*WHAT YOU HAVE TO DO*:
Starting with the opening line of the material, restate every line word for word, and end on the line containing "pub animation_frame: u8, //".

[Start of Attachment]

use ratatui::layout::Rect;
use ratatui::widgets::{Paragraph, Wrap};
use tracing::{info, warn};
use corpspeak_core::ai::reply_or_fallback;
use corpspeak_core::{CompletionSettings, Config, Conversation, OpenAIClient, ThemeMode};
use crate::theme::Palette;
use crate::ui;

#[derive(Debug, Clone, Copy, PartialEq, Eq)]
pub enum InputMode {
    Normal,
    Editing,
}

pub const MISSING_KEY_REPLY: &str =
    "Error: OpenAI API key not configured. Set OPENAI_API_KEY or add \"api_key\" to the config file.";

pub struct App {
    // Core state
    pub should_quit: bool,
    pub input_mode: InputMode,
    pub theme: ThemeMode,
    /// Write theme changes back to the config file
    pub persist_theme: bool,

    // Chat state
    pub conversation: Conversation,
    pub query_input: String,
    pub query_cursor: usize, // cursor position in query_input, in chars
    pub query_loading: bool,
    pub query_scroll: u16,
    pub query_chat_height: u16, // Height of chat area for scroll calculations
    pub query_chat_width: u16,  // Width of chat area for wrap calculations
    pub query_task: Option<tokio::task::JoinHandle<anyhow::Result<String>>>,

    // Animation state
    pub animation_frame: u8, // 0-2 for ellipsis animation

    // Chat area for mouse hit-testing (updated during render)
    pub chat_area: Option<Rect>,

    // Completion
    pub client: Option<OpenAIClient>,
    pub settings: CompletionSettings,
}

impl App {
    pub fn new(client: Option<OpenAIClient>, settings: CompletionSettings, theme: ThemeMode) -> Self {
        Self {
            should_quit: false,
            input_mode: InputMode::Editing,
            theme,
            persist_theme: false,

            conversation: Conversation::new(),
            query_input: String::new(),
            query_cursor: 0,
            query_loading: false,
            query_scroll: 0,
            query_chat_height: 0,
            query_chat_width: 0,
            query_task: None,

            animation_frame: 0,

            chat_area: None,

            client,
            settings,
        }
    }

    pub fn palette(&self) -> Palette {
        Palette::for_mode(self.theme)
    }

    pub fn toggle_theme(&mut self) {
        self.theme = self.theme.toggle();
        info!(theme = self.theme.as_str(), "theme toggled");
        if self.persist_theme {
            if let Err(e) = Config::save_theme(self.theme) {
                warn!("could not save theme: {:#}", e);
            }
        }
    }

    /// Send the current input. Ignored for blank input or while a request is
    /// still running.
    pub fn submit_query(&mut self) {
        if self.query_input.trim().is_empty() || self.query_task.is_some() {
            return;
        }

        let user_message = std::mem::take(&mut self.query_input);
        self.query_cursor = 0;
        self.conversation.push_user(user_message);

        let Some(client) = self.client.clone() else {
            warn!("no API key configured, skipping request");
            self.conversation.push_assistant(MISSING_KEY_REPLY);
            self.scroll_query_to_bottom();
            return;
        };

        info!(
            model = %self.settings.model,
            messages = self.conversation.len(),
            "submitting message"
        );

        self.query_loading = true;
        // Scroll to bottom so "Thinking..." is visible
        self.scroll_query_to_bottom();

        let settings = self.settings.clone();
        let history = self.conversation.messages().to_vec();
        self.query_task = Some(tokio::spawn(async move {
            client.chat(&settings, &history).await
        }));
    }

    /// Collect the reply of a finished request, if any.
    pub async fn poll_query_task(&mut self) {
        let finished = self
            .query_task
            .as_ref()
            .map(|task| task.is_finished())
            .unwrap_or(false);
        if !finished {
            return;
        }

        let Some(task) = self.query_task.take() else {
            return;
        };
        let result = match task.await {
            Ok(result) => result,
            Err(e) => Err(anyhow::anyhow!("request task failed: {}", e)),
        };

        self.conversation.push_assistant(reply_or_fallback(result));
        self.query_loading = false;
        self.animation_frame = 0;
        self.scroll_query_to_bottom();
    }

    /// Tick animation frame (called by Tick event)
    pub fn tick_animation(&mut self) {
        if self.query_loading {
            self.animation_frame = (self.animation_frame + 1) % 3;
        }
    }

    /// Number of terminal rows the chat needs at the current width
    pub fn chat_row_count(&self) -> u16 {
        // Use actual chat width for wrap calculation, default to 50 if not set
        let wrap_width = if self.query_chat_width > 0 {
            self.query_chat_width
        } else {
            50
        };

        let lines = ui::chat_lines(
            self.conversation.messages(),
            self.query_loading,
            self.animation_frame,
            &self.palette(),
        );

        // Count rows with the same word wrapping the chat widget renders with
        let rows = Paragraph::new(lines)
            .wrap(Wrap { trim: false })
            .line_count(wrap_width);
        rows.min(u16::MAX as usize) as u16
    }

    fn max_query_scroll(&self) -> u16 {
        let visible_height = if self.query_chat_height > 0 {
            self.query_chat_height
        } else {
            20
        };
        self.chat_row_count().saturating_sub(visible_height)
    }

    pub fn scroll_query_to_bottom(&mut self) {
        self.query_scroll = self.max_query_scroll();
    }

    pub fn scroll_query_to_top(&mut self) {
        self.query_scroll = 0;
    }

    pub fn scroll_down(&mut self, rows: u16) {
        self.query_scroll = self.query_scroll.saturating_add(rows).min(self.max_query_scroll());
    }

    pub fn scroll_up(&mut self, rows: u16) {
        self.query_scroll = self.query_scroll.saturating_sub(rows);
    }

    pub fn half_page(&self) -> u16 {
        (self.query_chat_height / 2).max(1)
    }
}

[End of Attachment]

*WRITTEN ANSWER*:
use ratatui::layout::Rect;
use ratatui::widgets::{Paragraph, Wrap};
use tracing::{info, warn};
use corpspeak_core::ai::reply_or_fallback;
use corpspeak_core::{CompletionSettings, Config, Conversation, OpenAIClient, ThemeMode};
use crate::theme::Palette;
use crate::ui;

#[derive(Debug, Clone, Copy, PartialEq, Eq)]
pub enum InputMode {
    Normal,
    Editing,
}

pub const MISSING_KEY_REPLY: &str =
    "Error: OpenAI API key not configured. Set OPENAI_API_KEY or add \"api_key\" to the config file.";

pub struct App {
    // Core state
    pub should_quit: bool,
    pub input_mode: InputMode,
    pub theme: ThemeMode,
    /// Write theme changes back to the config file
    pub persist_theme: bool,

    // Chat state
    pub conversation: Conversation,
    pub query_input: String,
    pub query_cursor: usize, // cursor position in query_input, in chars
    pub query_loading: bool,
    pub query_scroll: u16,
    pub query_chat_height: u16, // Height of chat area for scroll calculations
    pub query_chat_width: u16,  // Width of chat area for wrap calculations
    pub query_task: Option<tokio::task::JoinHandle<anyhow::Result<String>>>,

    // Animation state
    pub animation_frame: u8, // 0-2 for ellipsis animation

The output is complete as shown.